Quel cinéaste actuel peut enchaîner quatre très estimables films(1), à la fois différents et marquants, en seulement quatre ans ? Tim Burton, bien sûr ! Le co-réalisateur-scénariste de Corpse Bride nous prouve en permanence qu'il sait changer, se mettre en danger, nous surprendre... tout en restant constamment lui-même. En art, cela s'appelle souvent du génie. Il est vrai qu'avec cette surprenante tragédie (peut-être inspirée de faits réels) signée par le Britannique Thomas Peckett Prest au milieu du XIXe siècle et mainte fois adaptée sur scène et à l'écran, l'ancien enfant reclus, fan de Vincent Price, a dû se sentir dans un environnement assez familier. Récompensé cette année par deux "Golden Globes" (film et acteur principal), Sweeny Todd voyait un peu plus tard ses impressionnants décors gratifiés d'un "Oscar".

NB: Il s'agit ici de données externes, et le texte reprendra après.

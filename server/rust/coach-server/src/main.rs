use anyhow::Result;
use axum::{
    http::header,
    response::{IntoResponse, Response},
};
use std::str::FromStr;
use std::sync::Arc;

mod analyze;
mod logging;
mod metrics;
mod proxy;
mod sse;
mod utils;
mod voice_clone;
mod workflow;

#[derive(clap::Parser, Debug)]
struct WorkerArgs {
    #[clap(short = 'l', long = "log", default_value = "info")]
    log_level: String,

    #[clap(short = 'a', long = "addr", default_value = "0.0.0.0")]
    addr: String,

    #[clap(short = 'p', long = "port", default_value = "3000")]
    port: u16,

    #[clap(long)]
    config: String,

    #[clap(long)]
    silent: bool,

    /// Maximum size of each log file in MB before rotation (default: 100)
    #[clap(long, default_value = "100")]
    log_max_size_mb: u64,

    /// Maximum number of rotated log files to keep (default: 10)
    #[clap(long, default_value = "10")]
    log_max_files: usize,

    /// Use JSON structured logging
    #[clap(long)]
    json: bool,

    /// Console log style: compact, pretty, or verbose (default: pretty)
    #[clap(long, default_value = "pretty")]
    log_style: String,
}

#[derive(Debug, clap::Subcommand)]
enum Command {
    Validate { configs: Vec<String> },
    Worker(WorkerArgs),
}

#[derive(clap::Parser, Debug)]
#[clap(name = "coach-server", about = "Speech coach streaming gateway")]
struct Args {
    #[command(subcommand)]
    command: Command,
}

fn default_max_duration_s() -> u64 {
    300
}

fn default_connect_timeout_s() -> u64 {
    10
}

#[derive(Debug, Clone, serde::Deserialize)]
pub struct StreamConfig {
    /// Upper bound on the lifetime of one analysis stream.
    #[serde(default = "default_max_duration_s")]
    pub max_duration_s: u64,
}

impl Default for StreamConfig {
    fn default() -> Self {
        Self { max_duration_s: default_max_duration_s() }
    }
}

#[derive(Debug, Clone, serde::Deserialize)]
pub struct ProxyConfig {
    /// Only the connect phase is bounded, event streams may stay open.
    #[serde(default = "default_connect_timeout_s")]
    pub connect_timeout_s: u64,
}

impl Default for ProxyConfig {
    fn default() -> Self {
        Self { connect_timeout_s: default_connect_timeout_s() }
    }
}

#[derive(Debug, Clone, serde::Deserialize)]
pub struct Config {
    pub log_dir: String,
    pub instance_name: String,
    pub backend_url: String,
    #[serde(default)]
    pub stream: StreamConfig,
    #[serde(default)]
    pub proxy: ProxyConfig,
}

impl Config {
    pub fn load<P: AsRef<std::path::Path>>(p: P) -> Result<Self> {
        let config = std::fs::read_to_string(p)?;
        Self::parse(&config)
    }

    fn parse(config: &str) -> Result<Self> {
        let mut config: Self = toml::from_str(&utils::replace_env_vars(config))?;
        if let Ok(url) = std::env::var("BACKEND_URL") {
            if !url.is_empty() {
                config.backend_url = url;
            }
        }
        if let Ok(secs) = std::env::var("MAX_STREAM_DURATION_S") {
            config.stream.max_duration_s = secs.parse()?;
        }
        if config.backend_url.is_empty() {
            anyhow::bail!("backend_url must not be empty")
        }
        config.backend_url = config.backend_url.trim_end_matches('/').to_string();
        Ok(config)
    }
}

pub struct AppStateInner {
    config: Config,
    http: reqwest::Client,
    workflow: Arc<dyn workflow::WorkflowSource>,
    jobs: Arc<dyn voice_clone::JobStore>,
}

type AppState = Arc<AppStateInner>;

impl AppStateInner {
    fn new(config: Config) -> Result<Self> {
        let http = reqwest::Client::builder()
            .connect_timeout(std::time::Duration::from_secs(config.proxy.connect_timeout_s))
            .build()?;
        let workflow = Arc::new(workflow::HttpWorkflow::new(http.clone(), &config.backend_url));
        let jobs = Arc::new(voice_clone::BackendJobStore::new(http.clone(), &config.backend_url));
        Ok(Self { config, http, workflow, jobs })
    }

    #[cfg(test)]
    fn for_tests(backend_url: &str) -> Self {
        let config = Config {
            log_dir: String::new(),
            instance_name: "test".to_string(),
            backend_url: backend_url.to_string(),
            stream: StreamConfig::default(),
            proxy: ProxyConfig::default(),
        };
        Self::new(config).expect("test client")
    }

    #[cfg(test)]
    fn with_workflow(mut self, workflow: Arc<dyn workflow::WorkflowSource>) -> Self {
        self.workflow = workflow;
        self
    }

    #[cfg(test)]
    fn with_jobs(mut self, jobs: Arc<dyn voice_clone::JobStore>) -> Self {
        self.jobs = jobs;
        self
    }
}

fn router(state: AppState) -> axum::Router<()> {
    use axum::routing::{any, get, post};

    axum::Router::new()
        .route("/api/health", get(health_check))
        .route("/api/analyze", post(analyze::handler))
        .route("/api/voice-clone/status", get(voice_clone::handler))
        .route("/api/{*path}", any(proxy::handler))
        .route("/metrics", get(metrics))
        .layer(
            tower::ServiceBuilder::new()
                .layer(tower_http::request_id::SetRequestIdLayer::x_request_id(
                    tower_http::request_id::MakeRequestUuid,
                ))
                .layer(tower_http::trace::TraceLayer::new_for_http()),
        )
        .with_state(state)
}

/// Configuration for log rotation
struct LogConfig {
    log_dir: String,
    instance_name: String,
    log_level: String,
    silent: bool,
    max_size_mb: u64,
    max_files: usize,
    json: bool,
    log_style: logging::LogStyle,
}

fn tracing_init(config: LogConfig) -> Result<tracing_appender::non_blocking::WorkerGuard> {
    use std::io::IsTerminal;
    use tracing_rolling_file::{RollingConditionBase, RollingFileAppenderBase};
    use tracing_subscriber::fmt::time::ChronoLocal;
    use tracing_subscriber::prelude::*;

    std::fs::create_dir_all(&config.log_dir)?;

    // log.instance, log.instance.1, log.instance.2, ...
    let log_path =
        std::path::Path::new(&config.log_dir).join(format!("log.{}", config.instance_name));

    // Rotate daily or when the file exceeds max_size_mb.
    let condition = RollingConditionBase::new().daily().max_size(config.max_size_mb * 1024 * 1024);
    let file_appender = RollingFileAppenderBase::new(log_path, condition, config.max_files)?;
    let (non_blocking_file, guard) = tracing_appender::non_blocking(file_appender);

    let filter = tracing_subscriber::filter::LevelFilter::from_str(&config.log_level)?;
    let timer = ChronoLocal::new("%Y-%m-%d %H:%M:%S%.3f".to_string());

    let file_layer = if config.json {
        tracing_subscriber::fmt::layer()
            .json()
            .with_timer(timer.clone())
            .with_file(true)
            .with_line_number(true)
            .with_target(true)
            .with_writer(non_blocking_file)
            .with_filter(filter)
            .boxed()
    } else {
        tracing_subscriber::fmt::layer()
            .event_format(
                tracing_subscriber::fmt::format()
                    .with_timer(timer.clone())
                    .with_file(true)
                    .with_line_number(true)
                    .with_target(true)
                    .with_ansi(false),
            )
            .with_writer(non_blocking_file)
            .with_filter(filter)
            .boxed()
    };

    if config.silent {
        tracing_subscriber::registry().with(file_layer).init();
    } else {
        let console_layer = if config.json {
            tracing_subscriber::fmt::layer()
                .json()
                .with_timer(timer)
                .with_current_span(true)
                .with_target(true)
                .with_writer(std::io::stdout)
                .with_filter(filter)
                .boxed()
        } else {
            let formatter = logging::GatewayFormatter::new(timer, config.log_style)
                .with_ansi(std::io::stdout().is_terminal());
            tracing_subscriber::fmt::layer()
                .event_format(formatter)
                .with_writer(std::io::stdout)
                .with_filter(filter)
                .boxed()
        };
        tracing_subscriber::registry().with(file_layer).with(console_layer).init();
    }

    tracing::info!(
        log_dir = %config.log_dir,
        max_size_mb = config.max_size_mb,
        max_files = config.max_files,
        json = config.json,
        "logging initialized with rotation"
    );
    Ok(guard)
}

async fn metrics() -> Response {
    use prometheus::Encoder;

    let encoder = prometheus::TextEncoder::new();
    let metric_families = prometheus::gather();
    let mut buffer = vec![];
    if let Err(err) = encoder.encode(&metric_families, &mut buffer) {
        return (axum::http::StatusCode::INTERNAL_SERVER_ERROR, err.to_string()).into_response();
    };
    ([(header::CONTENT_TYPE, encoder.format_type().to_string())], buffer).into_response()
}

static SERVER_START_TIME: std::sync::OnceLock<std::time::Instant> = std::sync::OnceLock::new();

fn init_server_start_time() {
    SERVER_START_TIME.get_or_init(std::time::Instant::now);
}

fn get_uptime_seconds() -> u64 {
    SERVER_START_TIME.get().map(|start| start.elapsed().as_secs()).unwrap_or(0)
}

#[derive(serde::Serialize, Debug)]
struct HealthResponse {
    status: &'static str,
    uptime_seconds: u64,
}

async fn health_check() -> axum::Json<HealthResponse> {
    axum::Json(HealthResponse { status: "ok", uptime_seconds: get_uptime_seconds() })
}

#[tokio::main(flavor = "multi_thread")]
async fn main() {
    // Exit explicitly so startup errors (e.g. port in use) are not hidden by
    // background tasks keeping the runtime alive.
    if let Err(err) = main_().await {
        eprintln!("Error: {err}");
        std::process::exit(1);
    }
}

async fn main_() -> Result<()> {
    dotenvy::dotenv().ok();

    let args = <Args as clap::Parser>::parse();
    match args.command {
        Command::Validate { configs } => {
            tracing_subscriber::fmt().init();
            for config in configs.iter() {
                let _ = Config::load(config)?;
                tracing::info!(?config, "loaded successfully")
            }
        }
        Command::Worker(args) => {
            let config = Config::load(&args.config)?;

            if std::env::var("RUST_LOG").is_err() {
                std::env::set_var("RUST_LOG", format!("{},hyper=info,mio=info", args.log_level))
            }
            let log_style = args.log_style.parse().unwrap_or_else(|e: String| {
                eprintln!("Warning: {e}, using 'pretty'");
                logging::LogStyle::Pretty
            });
            let log_config = LogConfig {
                log_dir: config.log_dir.clone(),
                instance_name: config.instance_name.clone(),
                log_level: args.log_level.clone(),
                silent: args.silent,
                max_size_mb: args.log_max_size_mb,
                max_files: args.log_max_files,
                json: args.json,
                log_style,
            };
            let _guard = tracing_init(log_config)?;

            tracing::info!(
                backend_url = %config.backend_url,
                max_stream_duration_s = config.stream.max_duration_s,
                connect_timeout_s = config.proxy.connect_timeout_s,
                "starting gateway"
            );
            let state = Arc::new(AppStateInner::new(config)?);
            init_server_start_time();
            let app = router(state);

            let sock_addr = std::net::SocketAddr::from((
                std::net::IpAddr::from_str(args.addr.as_str())
                    .unwrap_or(std::net::IpAddr::V6(std::net::Ipv6Addr::LOCALHOST)),
                args.port,
            ));
            tracing::info!("listening on {}", sock_addr);
            let listener = tokio::net::TcpListener::bind(sock_addr).await?;
            axum::serve(listener, app).await?
        }
    }
    Ok(())
}

#[cfg(test)]
mod tests {
    use super::*;
    use axum::body::Body;
    use axum::http::{Request, StatusCode};
    use tower::ServiceExt;

    // Env overrides are process-wide; tests touching them take this lock.
    fn env_lock() -> std::sync::MutexGuard<'static, ()> {
        static LOCK: std::sync::Mutex<()> = std::sync::Mutex::new(());
        LOCK.lock().unwrap_or_else(|e| e.into_inner())
    }

    #[test]
    fn bundled_config_parses() {
        let _lock = env_lock();
        std::env::remove_var("BACKEND_URL");
        std::env::remove_var("MAX_STREAM_DURATION_S");
        let config = Config::parse(include_str!("../configs/gateway.toml")).unwrap();
        assert_eq!(config.instance_name, "gateway");
        assert_eq!(config.backend_url, "http://localhost:8000");
        assert_eq!(config.stream.max_duration_s, 300);
        assert_eq!(config.proxy.connect_timeout_s, 10);
    }

    #[test]
    fn env_overrides_apply() {
        let _lock = env_lock();
        std::env::set_var("BACKEND_URL", "http://backend:9000/");
        std::env::set_var("MAX_STREAM_DURATION_S", "42");
        let config = Config::parse(
            "log_dir = \"/tmp/coach\"\ninstance_name = \"t\"\nbackend_url = \"http://x\"\n",
        );
        std::env::remove_var("BACKEND_URL");
        std::env::remove_var("MAX_STREAM_DURATION_S");
        let config = config.unwrap();
        assert_eq!(config.backend_url, "http://backend:9000");
        assert_eq!(config.stream.max_duration_s, 42);
    }

    #[test]
    fn missing_backend_url_is_rejected() {
        let _lock = env_lock();
        std::env::remove_var("BACKEND_URL");
        assert!(Config::parse("log_dir = \"x\"\ninstance_name = \"t\"\n").is_err());
        assert!(Config::parse("log_dir = \"x\"\ninstance_name = \"t\"\nbackend_url = \"\"\n").is_err());
    }

    #[tokio::test]
    async fn health_reports_ok() {
        let app = router(Arc::new(AppStateInner::for_tests("http://127.0.0.1:9")));
        let resp = app.oneshot(Request::get("/api/health").body(Body::empty()).unwrap()).await.unwrap();
        assert_eq!(resp.status(), StatusCode::OK);
        let body = axum::body::to_bytes(resp.into_body(), usize::MAX).await.unwrap();
        let v: serde_json::Value = serde_json::from_slice(&body).unwrap();
        assert_eq!(v["status"], "ok");
        assert!(v["uptime_seconds"].is_u64());
    }

    #[tokio::test]
    async fn metrics_are_exposed() {
        crate::metrics::analyze::SESSIONS.inc_by(0.0);
        let app = router(Arc::new(AppStateInner::for_tests("http://127.0.0.1:9")));
        let resp = app.oneshot(Request::get("/metrics").body(Body::empty()).unwrap()).await.unwrap();
        assert_eq!(resp.status(), StatusCode::OK);
        let body = axum::body::to_bytes(resp.into_body(), usize::MAX).await.unwrap();
        let text = String::from_utf8(body.to_vec()).unwrap();
        assert!(text.contains("analyze_sessions_total"));
    }
}
//! Streaming WAV container for captured audio: mono, 32-bit IEEE float.
//!
//! The header is written before the length is known, with every size field
//! set to `0xFFFFFFFF`. `repair` stamps the real sizes once recording ends.

use crate::error::{ClientError, Result};
use byteorder::{ByteOrder, LittleEndian, WriteBytesExt};
use bytes::Bytes;
use std::time::Duration;

pub const HEADER_LEN: usize = 58;
const UNKNOWN_SIZE: u32 = u32::MAX;
const FORMAT_IEEE_FLOAT: u16 = 3;
const BYTES_PER_SAMPLE: usize = 4;

const RIFF_SIZE_AT: usize = 4;
const SAMPLE_RATE_AT: usize = 24;
const FACT_LEN_AT: usize = 46;
const DATA_SIZE_AT: usize = 54;

pub fn streaming_header(sample_rate_hz: u32) -> Vec<u8> {
    let mut h = Vec::with_capacity(HEADER_LEN);
    // Writes into a Vec cannot fail.
    let _ = write_header(&mut h, sample_rate_hz);
    h
}

fn write_header(h: &mut Vec<u8>, sample_rate_hz: u32) -> std::io::Result<()> {
    h.extend_from_slice(b"RIFF");
    h.write_u32::<LittleEndian>(UNKNOWN_SIZE)?;
    h.extend_from_slice(b"WAVE");
    h.extend_from_slice(b"fmt ");
    h.write_u32::<LittleEndian>(18)?;
    h.write_u16::<LittleEndian>(FORMAT_IEEE_FLOAT)?;
    h.write_u16::<LittleEndian>(1)?;
    h.write_u32::<LittleEndian>(sample_rate_hz)?;
    h.write_u32::<LittleEndian>(sample_rate_hz * BYTES_PER_SAMPLE as u32)?;
    h.write_u16::<LittleEndian>(BYTES_PER_SAMPLE as u16)?;
    h.write_u16::<LittleEndian>(32)?;
    h.write_u16::<LittleEndian>(0)?;
    h.extend_from_slice(b"fact");
    h.write_u32::<LittleEndian>(4)?;
    h.write_u32::<LittleEndian>(UNKNOWN_SIZE)?;
    h.extend_from_slice(b"data");
    h.write_u32::<LittleEndian>(UNKNOWN_SIZE)?;
    Ok(())
}

pub fn append_samples(buf: &mut Vec<u8>, samples: &[f32]) {
    let start = buf.len();
    buf.resize(start + samples.len() * BYTES_PER_SAMPLE, 0);
    LittleEndian::write_f32_into(samples, &mut buf[start..]);
}

/// Stamps size metadata from the recorded wall-clock `duration`.
///
/// The sample count is the smaller of what the data holds and what the
/// duration implies; trailing samples beyond the duration are cut.
pub fn repair(raw: &[u8], duration: Duration) -> Result<Bytes> {
    if raw.len() < HEADER_LEN
        || &raw[0..4] != b"RIFF"
        || &raw[8..12] != b"WAVE"
        || &raw[50..54] != b"data"
    {
        return Err(ClientError::Protocol("not a streaming wav container".to_string()));
    }
    let sample_rate_hz = LittleEndian::read_u32(&raw[SAMPLE_RATE_AT..]);
    if sample_rate_hz == 0 {
        return Err(ClientError::Protocol("wav header has no sample rate".to_string()));
    }
    let available = (raw.len() - HEADER_LEN) / BYTES_PER_SAMPLE;
    let expected = (duration.as_secs_f64() * f64::from(sample_rate_hz)).round() as usize;
    let frames = available.min(expected);
    let data_len = frames * BYTES_PER_SAMPLE;
    let data_len_u32 = u32::try_from(data_len)
        .ok()
        .filter(|n| *n <= u32::MAX - (HEADER_LEN as u32 - 8))
        .ok_or_else(|| ClientError::Protocol("recording too long for wav".to_string()))?;

    let mut out = raw[..HEADER_LEN + data_len].to_vec();
    LittleEndian::write_u32(&mut out[RIFF_SIZE_AT..], HEADER_LEN as u32 - 8 + data_len_u32);
    LittleEndian::write_u32(&mut out[FACT_LEN_AT..], frames as u32);
    LittleEndian::write_u32(&mut out[DATA_SIZE_AT..], data_len_u32);
    Ok(Bytes::from(out))
}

Un navire arrive dans le port de Londres. En débarquent un personnage, sombre et un peu inquiétant, appelé Sweeney Todd et Anthony, un jeune matelot grâce auquel le premier a été repêché. Injustement arrêté et emprisonné quinze ans plus tôt par le juge Turpin qui convoitait alors sa belle et vertueuse épouse Lucy, Todd revient pour se venger de l'homme à l'origine de son malheur. A l'endroit où il exerçait sa profession de barbier sous le nom de Benjamin Barker, il rencontre Mrs. Lovett qui tient une pitoyable gargote spécialisée dans la tourte à la viande. Cette jeune veuve lui apprend le suicide de Lucy et le placement de leur fille nouvelle-née chez Turpin. Elle lui propose ensuite d'occuper le local au-dessus de son commerce. Un peu plus tard, Anthony, égaré dans Londres, aperçoit une belle jeune fille inconnue nommée Johanna à travers la fenêtre de sa chambre. Il s'en éprend aussitôt avant d'être rossé et menacé par le tuteur de celle-ci, le juge Turpin.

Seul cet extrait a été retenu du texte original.